Frottole, if you please!

Cellini
10-03-11, 21:00
And here was me thinking you were going to say it was Bliar.

MickyD
11-03-11, 06:16
If my memory serves me correctly, I think there was once a whole LP of Tromboncino Frottole by Anthony Rooley's Consort of Musicke on the admirable Florilegium series. Sadly it never made it to CD, but maybe Eloquence Australia will one day resolve that - they are digging up some valuable gems from the old Decca catalogue.

Norfolk Born
11-03-11, 07:49
Catherine Bott explores the scandalous life, and music of the Italian trombonist and composer Bartolomeo Tromboncino, who murdered his adulterous wife and her lover a century before the infamous musician Carlo Gesualdo did the same
Perhaps the programme should be renamed The Midsomer Mediaeval Musical Murders Show.

mercia
11-03-11, 08:14
are there other examples of people being named after the instrument they play, I wonder

Mr Tambourine Man

Don Petter
11-03-11, 08:36
Washboard Sam?

french frank
11-03-11, 08:52
are there other examples of people being named after the instrument they play, I wonderHarpo Marx? More relevantly, according to Grove his father was called Bernardino Piffaro (shawm).

Edit: Tromboncino's father, I mean, not Harpo's :erm:

Gordon
11-03-11, 14:25
If my memory serves me correctly, I think there was once a whole LP of Tromboncino Frottole by Anthony Rooley's Consort of Musicke on the admirable Florilegium series. Sadly it never made it to CD, but maybe Eloquence Australia will one day resolve that - they are digging up some valuable gems from the old Decca catalogue.

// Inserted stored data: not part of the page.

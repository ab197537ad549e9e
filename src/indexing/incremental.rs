//! Dependency-scoped re-indexing
//!
//! An incremental pass walks the module tree from the entry file exactly like
//! a full pass. Whenever it is about to visit a file outside the affected set
//! (changed files and their transitive dependents), and the previous
//! snapshot holds a visit with the same key, that visit subtree is carried
//! over without reading the file. Everything else is parsed fresh, so
//! entries from affected files are replaced and removed declarations leave
//! nothing behind.

use std::collections::{BTreeSet, HashMap, HashSet};
use std::path::{Path, PathBuf};

use crate::error::{EngineError, Result};
use crate::extract::{build_store, ParseContext};
use crate::fs_utils::canonical_or_same;
use crate::paths::PathResolver;

use super::builder::{IndexSnapshot, ModuleVisit, RegistrationScan, VisitKey};

/// What an incremental pass may reuse from the previous snapshot
pub struct ReindexPlan<'p> {
    affected: BTreeSet<PathBuf>,
    visits: HashMap<&'p VisitKey, &'p ModuleVisit>,
    registrations: HashMap<&'p Path, &'p RegistrationScan>,
}

impl<'p> ReindexPlan<'p> {
    pub fn new(previous: &'p IndexSnapshot, changed: &[PathBuf]) -> Self {
        // a file the previous pass never saw may satisfy a reference that
        // failed to resolve
        let appeared = changed.iter().any(|file| !previous.knows_file(file));
        let unresolved = if appeared {
            previous.unresolved_files()
        } else {
            BTreeSet::new()
        };
        let affected = previous.affected_files(changed.iter().chain(unresolved.iter()));

        let mut visits = HashMap::new();
        for visit in previous.visits() {
            visits.entry(&visit.key).or_insert(visit);
        }
        let registrations = previous
            .registrations
            .iter()
            .map(|scan| (scan.file.as_path(), scan))
            .collect();

        Self {
            affected,
            visits,
            registrations,
        }
    }

    pub fn affected(&self) -> &BTreeSet<PathBuf> {
        &self.affected
    }

    pub fn is_affected(&self, file: &Path) -> bool {
        self.affected.contains(file)
    }

    /// Previous visit with the same key, if it can stand in for a fresh one.
    ///
    /// The visit file must be unaffected, no file of the subtree may be
    /// currently active, and every file the subtree skipped as a cycle must
    /// still be active or be one of the subtree's own files.
    pub fn reusable_visit(&self, key: &VisitKey, active: &[PathBuf]) -> Option<&'p ModuleVisit> {
        if self.is_affected(&key.file) {
            return None;
        }
        let visit = *self.visits.get(key)?;

        let active: HashSet<&PathBuf> = active.iter().collect();
        let subtree = visit.walk();
        let files: HashSet<&PathBuf> = subtree.iter().map(|v| &v.key.file).collect();
        let reaches_active = files.iter().any(|file| active.contains(file));
        // skips inside the subtree point at its own ancestors
        let cycles_hold = subtree
            .iter()
            .flat_map(|v| v.cycle_skips.iter())
            .all(|skipped| active.contains(skipped) || files.contains(skipped));

        (!reaches_active && cycles_hold).then_some(visit)
    }

    /// Previous `registerModule` scan of an unaffected file
    pub fn reusable_registrations(&self, file: &Path) -> Option<&'p RegistrationScan> {
        if self.is_affected(file) {
            return None;
        }
        self.registrations.get(file).copied()
    }
}

/// Rebuilds only what a change set touches
pub struct IncrementalReindexer<'r> {
    resolver: &'r PathResolver,
    max_file_size: u64,
}

impl<'r> IncrementalReindexer<'r> {
    pub fn new(resolver: &'r PathResolver, max_file_size: u64) -> Self {
        Self {
            resolver,
            max_file_size,
        }
    }

    /// Full pass from `entry`
    pub fn full(&self, entry: &Path) -> IndexSnapshot {
        self.resolver.clear_cache();
        let entry = canonical_or_same(self.resolver.file_system().as_ref(), entry);
        let ctx = ParseContext::new(self.resolver, self.max_file_size);
        let snapshot = build_store(&entry, &ctx);

        tracing::info!(
            "[INDEX] Full pass: {} entries, {} files parsed, {} edges",
            snapshot.store.len(),
            snapshot.stats.files_parsed,
            snapshot.graph.len()
        );
        snapshot
    }

    /// Re-index after `changed` files were modified, added or removed.
    ///
    /// # Errors
    ///
    /// `IndexFailure` when `previous` was never built from an entry file.
    pub fn reindex(&self, previous: &IndexSnapshot, changed: &[PathBuf]) -> Result<IndexSnapshot> {
        let Some(entry) = previous.entry.as_deref() else {
            return Err(EngineError::IndexFailure {
                message: "incremental pass requested before any full pass".to_string(),
            });
        };

        // changed files may have appeared or vanished
        self.resolver.clear_cache();

        let changed: Vec<PathBuf> = changed
            .iter()
            .map(|file| canonical_or_same(self.resolver.file_system().as_ref(), file))
            .collect();
        let plan = ReindexPlan::new(previous, &changed);
        let ctx = ParseContext::new(self.resolver, self.max_file_size).with_plan(&plan);
        let snapshot = build_store(entry, &ctx);

        tracing::info!(
            "[INDEX] Incremental pass: {} changed, {} affected, {} files parsed, {} visits reused",
            changed.len(),
            plan.affected().len(),
            snapshot.stats.files_parsed,
            snapshot.stats.visits_reused
        );
        Ok(snapshot)
    }

    /// Files a change set would revisit
    pub fn affected_files(&self, previous: &IndexSnapshot, changed: &[PathBuf]) -> BTreeSet<PathBuf> {
        let changed: Vec<PathBuf> = changed
            .iter()
            .map(|file| canonical_or_same(self.resolver.file_system().as_ref(), file))
            .collect();
        previous.affected_files(&changed)
    }
}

TROMBONCINO's sixteen Frottole were recorded on 16th-21st June 1980 at Decca's West Hampstead Studio 3 by the Consort of Musicke and Anthony Rooley (lute)

Released by L’OISEAU-LYRE in December 1981 as LP: DSLO593 and later as CD 421 960 2 in 1993 and excepts were issued in July 1994 on CD 443 200 2OM. If you are lucky you might find these second hand somewhere like Gramex near Waterloo.

Norfolk Born
11-03-11, 16:52
are there other examples of people being named after the instrument they play, I wonder

Mr Tambourine Man

Donovan - The Hurdy Gurdy Man
Schubert - Der Leiermann (same instrument)
Johnny Cymbal - Mr Bass Man
Peter Sellers - The Trumpet Volunteer
Phil the Fluter('s Ball)
Gene Krupa - Drummer Man

MickyD
12-03-11, 06:39
TROMBONCINO's sixteen Frottole were recorded on 16th-21st June 1980 at Decca's West Hampstead Studio 3 by the Consort of Musicke and Anthony Rooley (lute)

Released by L’OISEAU-LYRE in December 1981 as LP: DSLO593 and later as CD 421 960 2 in 1993 and excepts were issued in July 1994 on CD 443 200 2OM. If you are lucky you might find these second hand somewhere like Gramex near Waterloo.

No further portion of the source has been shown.